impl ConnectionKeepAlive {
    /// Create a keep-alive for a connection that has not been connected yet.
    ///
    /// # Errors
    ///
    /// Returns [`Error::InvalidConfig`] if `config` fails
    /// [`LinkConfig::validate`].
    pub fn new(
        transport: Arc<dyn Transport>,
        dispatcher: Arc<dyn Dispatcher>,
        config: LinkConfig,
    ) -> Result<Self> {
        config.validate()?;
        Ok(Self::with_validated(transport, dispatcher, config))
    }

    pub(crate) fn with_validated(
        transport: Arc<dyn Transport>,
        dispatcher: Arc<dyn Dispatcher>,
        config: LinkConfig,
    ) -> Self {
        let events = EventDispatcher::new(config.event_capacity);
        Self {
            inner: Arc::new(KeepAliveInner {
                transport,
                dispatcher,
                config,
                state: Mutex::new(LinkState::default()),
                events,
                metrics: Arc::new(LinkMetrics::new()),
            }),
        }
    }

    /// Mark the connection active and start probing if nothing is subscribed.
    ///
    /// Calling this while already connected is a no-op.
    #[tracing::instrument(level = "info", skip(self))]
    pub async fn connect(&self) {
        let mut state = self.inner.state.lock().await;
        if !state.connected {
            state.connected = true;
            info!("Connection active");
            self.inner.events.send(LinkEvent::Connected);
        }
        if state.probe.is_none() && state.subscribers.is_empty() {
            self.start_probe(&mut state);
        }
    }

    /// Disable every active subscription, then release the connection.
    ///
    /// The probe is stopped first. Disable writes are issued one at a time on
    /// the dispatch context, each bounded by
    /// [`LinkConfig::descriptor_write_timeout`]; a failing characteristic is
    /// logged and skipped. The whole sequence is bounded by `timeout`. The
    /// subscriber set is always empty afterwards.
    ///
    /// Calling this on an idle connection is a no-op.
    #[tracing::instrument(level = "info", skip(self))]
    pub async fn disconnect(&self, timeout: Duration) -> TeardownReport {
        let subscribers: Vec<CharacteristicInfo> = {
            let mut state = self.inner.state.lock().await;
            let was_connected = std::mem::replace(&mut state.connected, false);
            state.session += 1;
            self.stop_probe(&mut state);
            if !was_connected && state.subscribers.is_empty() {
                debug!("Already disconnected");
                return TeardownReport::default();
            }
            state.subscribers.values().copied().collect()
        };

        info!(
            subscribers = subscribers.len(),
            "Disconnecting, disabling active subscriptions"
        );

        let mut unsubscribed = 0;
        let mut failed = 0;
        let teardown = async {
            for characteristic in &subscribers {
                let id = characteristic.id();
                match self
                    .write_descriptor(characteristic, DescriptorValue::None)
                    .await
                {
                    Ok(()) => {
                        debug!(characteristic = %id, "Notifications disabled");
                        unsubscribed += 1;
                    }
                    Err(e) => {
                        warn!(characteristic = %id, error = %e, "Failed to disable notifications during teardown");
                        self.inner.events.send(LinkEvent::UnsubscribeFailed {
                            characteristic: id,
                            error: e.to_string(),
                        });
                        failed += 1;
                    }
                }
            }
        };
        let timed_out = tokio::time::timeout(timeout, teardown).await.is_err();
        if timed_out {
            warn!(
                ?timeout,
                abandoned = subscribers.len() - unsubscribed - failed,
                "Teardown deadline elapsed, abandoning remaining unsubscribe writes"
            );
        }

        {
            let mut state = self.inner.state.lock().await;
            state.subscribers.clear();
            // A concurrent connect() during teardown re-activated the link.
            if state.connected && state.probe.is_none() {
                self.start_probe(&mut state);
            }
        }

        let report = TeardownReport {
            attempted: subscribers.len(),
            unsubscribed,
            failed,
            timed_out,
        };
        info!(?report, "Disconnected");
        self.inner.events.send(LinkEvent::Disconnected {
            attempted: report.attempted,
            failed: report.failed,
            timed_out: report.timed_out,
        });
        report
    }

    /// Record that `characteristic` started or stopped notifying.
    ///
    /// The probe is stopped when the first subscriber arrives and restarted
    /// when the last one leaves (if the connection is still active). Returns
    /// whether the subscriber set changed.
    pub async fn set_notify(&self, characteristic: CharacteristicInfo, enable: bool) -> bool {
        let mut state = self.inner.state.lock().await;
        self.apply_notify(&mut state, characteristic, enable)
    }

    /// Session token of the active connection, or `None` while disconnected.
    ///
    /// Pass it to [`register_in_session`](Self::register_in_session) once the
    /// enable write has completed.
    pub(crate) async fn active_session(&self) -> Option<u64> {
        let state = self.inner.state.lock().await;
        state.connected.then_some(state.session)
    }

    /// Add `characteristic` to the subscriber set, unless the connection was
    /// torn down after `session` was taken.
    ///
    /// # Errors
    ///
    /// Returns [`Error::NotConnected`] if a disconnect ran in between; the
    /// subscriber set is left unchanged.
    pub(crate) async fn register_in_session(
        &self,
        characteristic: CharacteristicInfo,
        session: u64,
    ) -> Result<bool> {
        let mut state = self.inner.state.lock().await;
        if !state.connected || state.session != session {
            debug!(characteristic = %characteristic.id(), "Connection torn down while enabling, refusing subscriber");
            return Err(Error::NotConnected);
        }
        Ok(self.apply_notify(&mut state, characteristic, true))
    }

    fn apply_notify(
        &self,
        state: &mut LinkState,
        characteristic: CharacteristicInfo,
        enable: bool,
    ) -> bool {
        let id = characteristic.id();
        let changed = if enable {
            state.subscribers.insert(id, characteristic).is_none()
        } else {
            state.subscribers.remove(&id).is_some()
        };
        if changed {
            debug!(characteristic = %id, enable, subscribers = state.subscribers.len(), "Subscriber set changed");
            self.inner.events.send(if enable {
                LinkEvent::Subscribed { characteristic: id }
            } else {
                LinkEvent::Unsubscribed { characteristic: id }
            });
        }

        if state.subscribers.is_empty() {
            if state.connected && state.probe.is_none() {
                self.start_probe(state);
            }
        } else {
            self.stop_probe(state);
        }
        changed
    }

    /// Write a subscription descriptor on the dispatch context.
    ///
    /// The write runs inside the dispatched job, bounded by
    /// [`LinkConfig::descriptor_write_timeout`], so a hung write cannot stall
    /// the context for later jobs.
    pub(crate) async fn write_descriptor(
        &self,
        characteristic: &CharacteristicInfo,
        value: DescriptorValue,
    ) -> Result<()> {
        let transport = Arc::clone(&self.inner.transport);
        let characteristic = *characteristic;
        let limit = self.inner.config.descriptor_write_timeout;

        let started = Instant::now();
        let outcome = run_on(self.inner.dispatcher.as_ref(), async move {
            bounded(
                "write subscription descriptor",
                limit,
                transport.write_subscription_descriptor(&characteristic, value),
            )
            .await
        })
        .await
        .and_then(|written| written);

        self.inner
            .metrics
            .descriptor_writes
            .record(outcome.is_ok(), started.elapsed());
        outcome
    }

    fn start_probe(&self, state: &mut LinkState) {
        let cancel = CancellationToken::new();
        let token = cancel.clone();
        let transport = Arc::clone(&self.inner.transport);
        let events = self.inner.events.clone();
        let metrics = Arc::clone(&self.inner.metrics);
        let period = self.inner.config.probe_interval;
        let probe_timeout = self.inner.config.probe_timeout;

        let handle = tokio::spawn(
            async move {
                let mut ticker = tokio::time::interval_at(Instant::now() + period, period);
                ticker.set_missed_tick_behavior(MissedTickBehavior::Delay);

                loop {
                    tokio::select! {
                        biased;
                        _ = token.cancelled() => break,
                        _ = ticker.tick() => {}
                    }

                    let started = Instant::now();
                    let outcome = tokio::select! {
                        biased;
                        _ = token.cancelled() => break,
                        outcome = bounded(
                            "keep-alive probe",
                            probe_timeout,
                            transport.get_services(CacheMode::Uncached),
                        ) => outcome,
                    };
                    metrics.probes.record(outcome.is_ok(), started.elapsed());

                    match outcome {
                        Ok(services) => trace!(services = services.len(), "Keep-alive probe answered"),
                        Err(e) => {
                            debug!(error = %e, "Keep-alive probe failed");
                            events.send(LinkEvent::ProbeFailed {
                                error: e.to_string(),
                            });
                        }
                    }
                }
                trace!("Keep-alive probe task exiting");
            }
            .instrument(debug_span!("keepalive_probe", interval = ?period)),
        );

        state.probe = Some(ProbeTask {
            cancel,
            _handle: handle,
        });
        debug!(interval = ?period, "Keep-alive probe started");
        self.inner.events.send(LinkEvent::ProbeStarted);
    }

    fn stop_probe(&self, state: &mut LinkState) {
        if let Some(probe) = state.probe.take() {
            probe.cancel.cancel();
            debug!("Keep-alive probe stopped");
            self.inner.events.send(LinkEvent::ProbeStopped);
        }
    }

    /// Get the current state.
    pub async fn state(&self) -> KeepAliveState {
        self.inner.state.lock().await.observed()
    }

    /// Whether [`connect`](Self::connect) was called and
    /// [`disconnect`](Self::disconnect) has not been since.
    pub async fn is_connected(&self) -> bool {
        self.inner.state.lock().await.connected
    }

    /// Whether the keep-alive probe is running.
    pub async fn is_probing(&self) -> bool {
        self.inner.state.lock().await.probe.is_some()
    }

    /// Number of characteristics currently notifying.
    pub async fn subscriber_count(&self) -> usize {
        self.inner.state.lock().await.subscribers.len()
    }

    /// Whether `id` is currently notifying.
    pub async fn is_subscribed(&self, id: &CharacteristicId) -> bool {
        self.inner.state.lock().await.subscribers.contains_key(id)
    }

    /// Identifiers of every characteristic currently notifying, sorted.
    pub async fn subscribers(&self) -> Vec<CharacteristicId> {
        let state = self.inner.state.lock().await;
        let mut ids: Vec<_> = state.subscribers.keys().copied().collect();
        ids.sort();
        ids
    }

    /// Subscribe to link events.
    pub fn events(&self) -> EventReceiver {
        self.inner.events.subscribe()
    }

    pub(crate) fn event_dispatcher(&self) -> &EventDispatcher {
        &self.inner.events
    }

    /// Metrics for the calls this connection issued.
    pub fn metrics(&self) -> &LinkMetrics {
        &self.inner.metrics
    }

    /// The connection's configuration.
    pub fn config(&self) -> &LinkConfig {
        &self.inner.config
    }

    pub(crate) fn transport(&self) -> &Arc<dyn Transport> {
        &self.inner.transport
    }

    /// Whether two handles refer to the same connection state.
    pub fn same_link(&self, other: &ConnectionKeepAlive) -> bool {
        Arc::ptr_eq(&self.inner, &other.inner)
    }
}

###

Task goal –
Gather up the lines containing the word "bounded" from these records and copy them.

Answer box –
    /// the dispatch context, each bounded by
    /// logged and skipped. The whole sequence is bounded by `timeout`. The
    /// The write runs inside the dispatched job, bounded by
            bounded(
                        outcome = bounded(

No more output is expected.